//! Persisted paper-wallet balance ledger.
//!
//! A single JSON document maps asset symbols to non-negative balances.
//! Every mutation is written through to disk so a crash loses at most the
//! in-flight operation.

pub mod error;
pub mod wallet;

pub use error::{WalletError, WalletResult};
pub use wallet::{PaperWallet, WalletConfig};
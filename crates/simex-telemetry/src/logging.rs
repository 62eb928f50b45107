//! Structured logging initialization.

use crate::error::TelemetryResult;
use tracing_subscriber::{fmt, layer::SubscriberExt, util::SubscriberInitExt, EnvFilter};

/// Initialize structured logging.
///
/// Configures tracing with JSON output for production and
/// pretty output for development.
pub fn init_logging() -> TelemetryResult<()> {
    let env_filter =
        EnvFilter::try_from_default_env().unwrap_or_else(|_| EnvFilter::new("info,simex=debug"));

    let is_production = std::env::var("RUST_ENV")
        .map(|v| v == "production")
        .unwrap_or(false);

    if is_production {
        // JSON format for production
        tracing_subscriber::registry()
            .with(env_filter)
            .with(
                fmt::layer()
                    .json()
                    .with_current_span(true)
                    .with_span_list(true),
            )
            .init();
    } else {
        // Pretty format for development
        tracing_subscriber::registry()
            .with(env_filter)
            .with(
                fmt::layer()
                    .pretty()
                    .with_target(true)
                    .with_thread_names(true),
            )
            .init();
    }

    Ok(())
}
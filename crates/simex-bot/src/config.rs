//! Application configuration.

use crate::error::{AppError, AppResult};
use serde::{Deserialize, Serialize};
use simex_executor::ExecutorConfig;
use simex_wallet::WalletConfig;
use std::path::Path;

/// Operating mode.
#[derive(Debug, Clone, Copy, PartialEq, Eq, Default, Serialize, Deserialize)]
#[serde(rename_all = "lowercase")]
pub enum OperatingMode {
    /// Simulated fills against the virtual wallet.
    #[default]
    Paper,
    /// Real exchange order submission. Not implemented; rejected at
    /// application construction.
    Live,
}

/// Application configuration.
#[derive(Debug, Clone, Default, Serialize, Deserialize)]
pub struct AppConfig {
    /// Operating mode.
    #[serde(default)]
    pub mode: OperatingMode,
    /// Wallet ledger configuration.
    #[serde(default)]
    pub wallet: WalletConfig,
    /// Execution engine configuration.
    #[serde(default)]
    pub executor: ExecutorConfig,
}

impl AppConfig {
    /// Load configuration from the default locations.
    ///
    /// Resolution: `SIMEX_CONFIG` env var, then `config/default.toml`,
    /// then built-in defaults with a warning.
    pub fn load() -> AppResult<Self> {
        let config_path =
            std::env::var("SIMEX_CONFIG").unwrap_or_else(|_| "config/default.toml".to_string());

        if Path::new(&config_path).exists() {
            Self::from_file(&config_path)
        } else {
            tracing::warn!(path = %config_path, "Config file not found, using defaults");
            Ok(Self::default())
        }
    }

    /// Load from a specific file.
    pub fn from_file(path: &str) -> AppResult<Self> {
        let content = std::fs::read_to_string(path)
            .map_err(|e| AppError::Config(format!("Failed to read config: {e}")))?;

        toml::from_str(&content)
            .map_err(|e| AppError::Config(format!("Failed to parse config: {e}")))
    }

    /// Check if in paper mode.
    pub fn is_paper_mode(&self) -> bool {
        self.mode == OperatingMode::Paper
    }
}

#[cfg(test)]
mod tests {
    use super::*;
    use rust_decimal_macros::dec;

    #[test]
    fn test_default_config() {
        let config = AppConfig::default();
        assert!(config.is_paper_mode());
        assert_eq!(config.wallet.base_currency, "USD");
        assert_eq!(config.wallet.initial_capital, dec!(10000));
    }

    #[test]
    fn test_config_serialization() {
        let config = AppConfig::default();
        let toml_str = toml::to_string(&config).unwrap();
        assert!(toml_str.contains("mode"));
        assert!(toml_str.contains("base_currency"));
    }

    #[test]
    fn test_config_round_trip() {
        let config = AppConfig::default();
        let toml_str = toml::to_string(&config).unwrap();
        let parsed: AppConfig = toml::from_str(&toml_str).unwrap();
        assert_eq!(parsed.mode, config.mode);
        assert_eq!(parsed.wallet.initial_capital, config.wallet.initial_capital);
    }

    #[test]
    fn test_parse_partial_config() {
        let toml_str = r#"
            mode = "live"

            [executor]
            slippage_pct = "0.1"
            fee_pct = "0.25"
        "#;
        let config: AppConfig = toml::from_str(toml_str).unwrap();
        assert_eq!(config.mode, OperatingMode::Live);
        assert_eq!(config.executor.slippage_pct, dec!(0.1));
        assert_eq!(config.executor.fee_pct, dec!(0.25));
        // Unspecified sections keep their defaults.
        assert_eq!(config.wallet.base_currency, "USD");
        assert_eq!(config.executor.min_trade_interval_ms, 60_000);
    }
}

__________

Your assignment → Write out word for word only the lines from the start of the entries down to the line with "pub fn init_logging()", please, including both ends.

Result →
//! Persisted paper-wallet balance ledger.
//!
//! A single JSON document maps asset symbols to non-negative balances.
//! Every mutation is written through to disk so a crash loses at most the
//! in-flight operation.

pub mod error;
pub mod wallet;

pub use error::{WalletError, WalletResult};
pub use wallet::{PaperWallet, WalletConfig};
filename crates/simex-telemetry/src/logging.rs
repository 62eb928f50b45107
//! Structured logging initialization.

use crate::error::TelemetryResult;
use tracing_subscriber::{fmt, layer::SubscriberExt, util::SubscriberInitExt, EnvFilter};

/// Initialize structured logging.
///
/// Configures tracing with JSON output for production and
/// pretty output for development.
pub fn init_logging() -> TelemetryResult<()> {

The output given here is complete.